* Exercise prompt
Set down the entries below exactly as written.

↓↓↓

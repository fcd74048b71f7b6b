//! Game rules for N×N Tic-Tac-Toe
//!
//! - Win: a full row, column or main diagonal of one mark
//! - Draw: every cell occupied with no winner

pub mod win;

// Re-exports for convenient access
pub use win::{check_status, has_line, is_full, lines, winning_line};
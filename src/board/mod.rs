//! Board representation for N×N Tic-Tac-Toe

pub mod board;

#[cfg(test)]
mod tests;

// Re-exports
pub use board::{Board, GameStatus, ParseBoardError, PlaceError};

/// Board sizes offered by the menu
pub const STANDARD_SIZES: [usize; 2] = [3, 4];

/// A player's mark. X always moves first.
#[derive(Debug, Clone, Copy, PartialEq, Eq, Hash)]
pub enum Player {
    X,
    O,
}

impl Player {
    /// Get the other player
    #[inline]
    pub fn opponent(self) -> Player {
        match self {
            Player::X => Player::O,
            Player::O => Player::X,
        }
    }

    #[inline]
    pub fn symbol(self) -> char {
        match self {
            Player::X => 'X',
            Player::O => 'O',
        }
    }
}

impl std::fmt::Display for Player {
    fn fmt(&self, f: &mut std::fmt::Formatter<'_>) -> std::fmt::Result {
        write!(f, "{}", self.symbol())
    }
}

/// Contents of a single cell
#[derive(Debug, Clone, Copy, PartialEq, Eq, Hash, Default)]
pub enum Cell {
    #[default]
    Empty,
    X,
    O,
}

impl Cell {
    /// Player occupying this cell, if any
    #[inline]
    pub fn player(self) -> Option<Player> {
        match self {
            Cell::Empty => None,
            Cell::X => Some(Player::X),
            Cell::O => Some(Player::O),
        }
    }

    #[inline]
    pub fn is_empty(self) -> bool {
        self == Cell::Empty
    }
}

impl From<Player> for Cell {
    #[inline]
    fn from(player: Player) -> Self {
        match player {
            Player::X => Cell::X,
            Player::O => Cell::O,
        }
    }
}

/// Position on the board, zero-based, row 0 first
#[derive(Debug, Clone, Copy, PartialEq, Eq, Hash)]
pub struct Pos {
    pub row: usize,
    pub col: usize,
}

impl Pos {
    #[inline]
    pub fn new(row: usize, col: usize) -> Self {
        Self { row, col }
    }

    /// Flat index for a board of the given size
    #[inline]
    pub fn to_index(self, size: usize) -> usize {
        self.row * size + self.col
    }

    #[inline]
    pub fn from_index(idx: usize, size: usize) -> Self {
        Self {
            row: idx / size,
            col: idx % size,
        }
    }

    #[inline]
    pub fn is_within(self, size: usize) -> bool {
        self.row < size && self.col < size
    }
}

impl std::fmt::Display for Pos {
    fn fmt(&self, f: &mut std::fmt::Formatter<'_>) -> std::fmt::Result {
        write!(f, "({}, {})", self.row, self.col)
    }
}

impl PartialOrd for Pos {
    fn partial_cmp(&self, other: &Self) -> Option<std::cmp::Ordering> {
        Some(self.cmp(other))
    }
}

/// Row-major order, matching the search scan order
impl Ord for Pos {
    fn cmp(&self, other: &Self) -> std::cmp::Ordering {
        (self.row, self.col).cmp(&(other.row, other.col))
    }
}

↑↑↑

* Solved exercise
repository fcd74048b71f7b6b
//! Game rules for N×N Tic-Tac-Toe
//!
//! - Win: a full row, column or main diagonal of one mark
//! - Draw: every cell occupied with no winner

pub mod win;

// Re-exports for convenient access
pub use win::{check_status, has_line, is_full, lines, winning_line};
filename src/board/mod.rs
//! Board representation for N×N Tic-Tac-Toe

pub mod board;

#[cfg(test)]
mod tests;

// Re-exports
pub use board::{Board, GameStatus, ParseBoardError, PlaceError};

/// Board sizes offered by the menu
pub const STANDARD_SIZES: [usize; 2] = [3, 4];

/// A player's mark. X always moves first.
#[derive(Debug, Clone, Copy, PartialEq, Eq, Hash)]
pub enum Player {
    X,
    O,
}

impl Player {
    /// Get the other player
    #[inline]
    pub fn opponent(self) -> Player {
        match self {
            Player::X => Player::O,
            Player::O => Player::X,
        }
    }

    #[inline]
    pub fn symbol(self) -> char {
        match self {
            Player::X => 'X',
            Player::O => 'O',
        }
    }
}

impl std::fmt::Display for Player {
    fn fmt(&self, f: &mut std::fmt::Formatter<'_>) -> std::fmt::Result {
        write!(f, "{}", self.symbol())
    }
}

/// Contents of a single cell
#[derive(Debug, Clone, Copy, PartialEq, Eq, Hash, Default)]
pub enum Cell {
    #[default]
    Empty,
    X,
    O,
}

impl Cell {
    /// Player occupying this cell, if any
    #[inline]
    pub fn player(self) -> Option<Player> {
        match self {
            Cell::Empty => None,
            Cell::X => Some(Player::X),
            Cell::O => Some(Player::O),
        }
    }

    #[inline]
    pub fn is_empty(self) -> bool {
        self == Cell::Empty
    }
}

impl From<Player> for Cell {
    #[inline]
    fn from(player: Player) -> Self {
        match player {
            Player::X => Cell::X,
            Player::O => Cell::O,
        }
    }
}

/// Position on the board, zero-based, row 0 first
#[derive(Debug, Clone, Copy, PartialEq, Eq, Hash)]
pub struct Pos {
    pub row: usize,
    pub col: usize,
}

impl Pos {
    #[inline]
    pub fn new(row: usize, col: usize) -> Self {
        Self { row, col }
    }

    /// Flat index for a board of the given size
    #[inline]
    pub fn to_index(self, size: usize) -> usize {
        self.row * size + self.col
    }

    #[inline]
    pub fn from_index(idx: usize, size: usize) -> Self {
        Self {
            row: idx / size,
            col: idx % size,
        }
    }

    #[inline]
    pub fn is_within(self, size: usize) -> bool {
        self.row < size && self.col < size
    }
}

impl std::fmt::Display for Pos {
    fn fmt(&self, f: &mut std::fmt::Formatter<'_>) -> std::fmt::Result {
        write!(f, "({}, {})", self.row, self.col)
    }
}

impl PartialOrd for Pos {
    fn partial_cmp(&self, other: &Self) -> Option<std::cmp::Ordering> {
        Some(self.cmp(other))
    }
}

/// Row-major order, matching the search scan order
impl Ord for Pos {
    fn cmp(&self, other: &Self) -> std::cmp::Ordering {
        (self.row, self.col).cmp(&(other.row, other.col))
    }
}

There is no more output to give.